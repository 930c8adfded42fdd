//! Pipeline configuration

use std::collections::HashSet;
use std::path::{Path, PathBuf};

use serde::{Deserialize, Serialize};

use crate::addon::ManifestConfig;
use crate::cache::CacheKey;
use crate::error::{GlyphPackError, PackResult};
use crate::types::GroupId;

/// Bundled atlas written into a freshly created atlas directory
#[derive(Debug, Clone, PartialEq, Eq, Serialize, Deserialize)]
pub struct DefaultAtlas {
    /// Resource name passed to the [`ResourceReader`](super::ResourceReader)
    pub resource: String,
    pub group: GroupId,
}

/// Bundled atlas copied verbatim into a freshly created cache directory
#[derive(Debug, Clone, PartialEq, Eq, Serialize, Deserialize)]
pub struct CacheSeed {
    pub resource: String,
    /// Composite key under which the merger will look the atlas up
    pub digest: CacheKey,
}

/// Configuration for one pipeline run
#[derive(Debug, Clone, PartialEq, Eq, Serialize, Deserialize)]
#[serde(default)]
pub struct PipelineConfig {
    /// Directory scanned for `glyph_XX.png` atlases and `glyph_XX/` cell directories
    pub atlas_dir: PathBuf,
    /// Content-addressed store for merged atlases and addons
    pub cache_dir: PathBuf,
    pub default_atlases: Vec<DefaultAtlas>,
    pub cache_seeds: Vec<CacheSeed>,
    /// Addon key of the stock atlases; matching addons are not registered
    pub default_pack_digest: Option<CacheKey>,
    pub manifest: ManifestConfig,
}

impl Default for PipelineConfig {
    fn default() -> Self {
        Self {
            atlas_dir: PathBuf::from("resource_packs/fonts"),
            cache_dir: PathBuf::from(".cache"),
            default_atlases: Vec::new(),
            cache_seeds: Vec::new(),
            default_pack_digest: None,
            manifest: ManifestConfig::default(),
        }
    }
}

impl PipelineConfig {
    /// Load from a JSON file; absent fields take their defaults
    pub fn from_json_file(path: &Path) -> PackResult<Self> {
        let text = std::fs::read_to_string(path).map_err(|e| GlyphPackError::io_at(path, &e))?;
        let config: Self = serde_json::from_str(&text)
            .map_err(|e| GlyphPackError::Config(format!("{}: {}", path.display(), e)))?;
        config.validate()?;
        Ok(config)
    }

    pub fn validate(&self) -> PackResult<()> {
        if self.atlas_dir.as_os_str().is_empty() {
            return Err(GlyphPackError::config_field("atlas_dir", "must not be empty"));
        }
        if self.cache_dir.as_os_str().is_empty() {
            return Err(GlyphPackError::config_field("cache_dir", "must not be empty"));
        }
        if self.atlas_dir == self.cache_dir {
            return Err(GlyphPackError::config_field(
                "cache_dir",
                "must differ from atlas_dir",
            ));
        }

        let mut groups = HashSet::new();
        for atlas in &self.default_atlases {
            if !groups.insert(atlas.group) {
                return Err(GlyphPackError::config_field(
                    "default_atlases",
                    format!("group {} listed twice", atlas.group),
                ));
            }
        }
        Ok(())
    }

    pub fn builder(
        atlas_dir: impl Into<PathBuf>,
        cache_dir: impl Into<PathBuf>,
    ) -> PipelineConfigBuilder {
        PipelineConfigBuilder::new(atlas_dir, cache_dir)
    }
}

/// Fluent builder for [`PipelineConfig`]
#[derive(Debug, Clone)]
pub struct PipelineConfigBuilder {
    config: PipelineConfig,
}

impl PipelineConfigBuilder {
    pub fn new(atlas_dir: impl Into<PathBuf>, cache_dir: impl Into<PathBuf>) -> Self {
        Self {
            config: PipelineConfig {
                atlas_dir: atlas_dir.into(),
                cache_dir: cache_dir.into(),
                ..PipelineConfig::default()
            },
        }
    }

    /// Seed a new atlas directory with `resource` as group `group`
    #[inline]
    pub fn with_default_atlas(mut self, resource: impl Into<String>, group: GroupId) -> Self {
        self.config.default_atlases.push(DefaultAtlas {
            resource: resource.into(),
            group,
        });
        self
    }

    /// Seed a new cache directory with `resource` stored as `<digest>.png`
    #[inline]
    pub fn with_cache_seed(mut self, resource: impl Into<String>, digest: CacheKey) -> Self {
        self.config.cache_seeds.push(CacheSeed {
            resource: resource.into(),
            digest,
        });
        self
    }

    #[inline]
    pub fn with_default_pack_digest(mut self, digest: CacheKey) -> Self {
        self.config.default_pack_digest = Some(digest);
        self
    }

    #[inline]
    pub fn with_manifest(mut self, manifest: ManifestConfig) -> Self {
        self.config.manifest = manifest;
        self
    }

    /// The stock E0/E1 unicode font atlases, their pre-merged cache entries,
    /// and the addon key they produce
    pub fn with_bundled_defaults(self) -> PackResult<Self> {
        Ok(self
            .with_default_atlas("glyph_E0.png", GroupId::new(0xE0))
            .with_default_atlas("glyph_E1.png", GroupId::new(0xE1))
            .with_cache_seed("glyph_E0.png", CacheKey::parse("ad4aeeba5a240136a0f599d0aabfdcb8")?)
            .with_cache_seed("glyph_E1.png", CacheKey::parse("1f8c1a31a544a7052b12b037c77a5116")?)
            .with_default_pack_digest(CacheKey::parse("902010d76c4f95ba4f59a412b97b5327")?))
    }

    pub fn build(self) -> PackResult<PipelineConfig> {
        self.config.validate()?;
        Ok(self.config)
    }
}

#[cfg(test)]
mod tests {
    use super::*;

    #[test]
    fn test_builder_validates() {
        assert!(PipelineConfig::builder("fonts", "fonts").build().is_err());
        assert!(PipelineConfig::builder("", ".cache").build().is_err());

        let duplicated = PipelineConfig::builder("fonts", ".cache")
            .with_default_atlas("a.png", GroupId::new(1))
            .with_default_atlas("b.png", GroupId::new(1))
            .build();
        assert!(matches!(duplicated, Err(GlyphPackError::Config(_))));
    }

    #[test]
    fn test_bundled_defaults() {
        let config = PipelineConfig::builder("fonts", ".cache")
            .with_bundled_defaults()
            .unwrap()
            .build()
            .unwrap();
        assert_eq!(config.default_atlases.len(), 2);
        assert_eq!(config.cache_seeds.len(), 2);
        assert!(config.default_pack_digest.is_some());
    }

    #[test]
    fn test_json_round_trip_with_partial_fields() {
        let dir = tempfile::tempdir().unwrap();
        let path = dir.path().join("config.json");
        std::fs::write(
            &path,
            r#"{
                "atlas_dir": "fonts",
                "cache_seeds": [{
                    "resource": "glyph_E0.png",
                    "digest": "ad4aeeba5a240136a0f599d0aabfdcb8"
                }],
                "default_atlases": [{ "resource": "glyph_E0.png", "group": "e0" }],
                "manifest": { "name": "CustomFont" }
            }"#,
        )
        .unwrap();

        let config = PipelineConfig::from_json_file(&path).unwrap();
        assert_eq!(config.atlas_dir, PathBuf::from("fonts"));
        assert_eq!(config.cache_dir, PathBuf::from(".cache"));
        assert_eq!(config.default_atlases[0].group, GroupId::new(0xE0));
        assert_eq!(config.manifest.name, "CustomFont");
        assert_eq!(config.manifest.min_engine_version, [1, 20, 0]);
    }

    #[test]
    fn test_json_rejects_malformed_digest() {
        let dir = tempfile::tempdir().unwrap();
        let path = dir.path().join("config.json");
        std::fs::write(&path, r#"{ "default_pack_digest": "not-a-digest" }"#).unwrap();
        assert!(matches!(
            PipelineConfig::from_json_file(&path),
            Err(GlyphPackError::Config(_))
        ));
    }
}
——————————
### Problem details
Set down exactly the lines from the start of the records to the line with "created atlas directory". Include that line, and add nothing more.

### The answer
repository 930c8adfded42fdd
//! Pipeline configuration

use std::collections::HashSet;
use std::path::{Path, PathBuf};

use serde::{Deserialize, Serialize};

use crate::addon::ManifestConfig;
use crate::cache::CacheKey;
use crate::error::{GlyphPackError, PackResult};
use crate::types::GroupId;

/// Bundled atlas written into a freshly created atlas directory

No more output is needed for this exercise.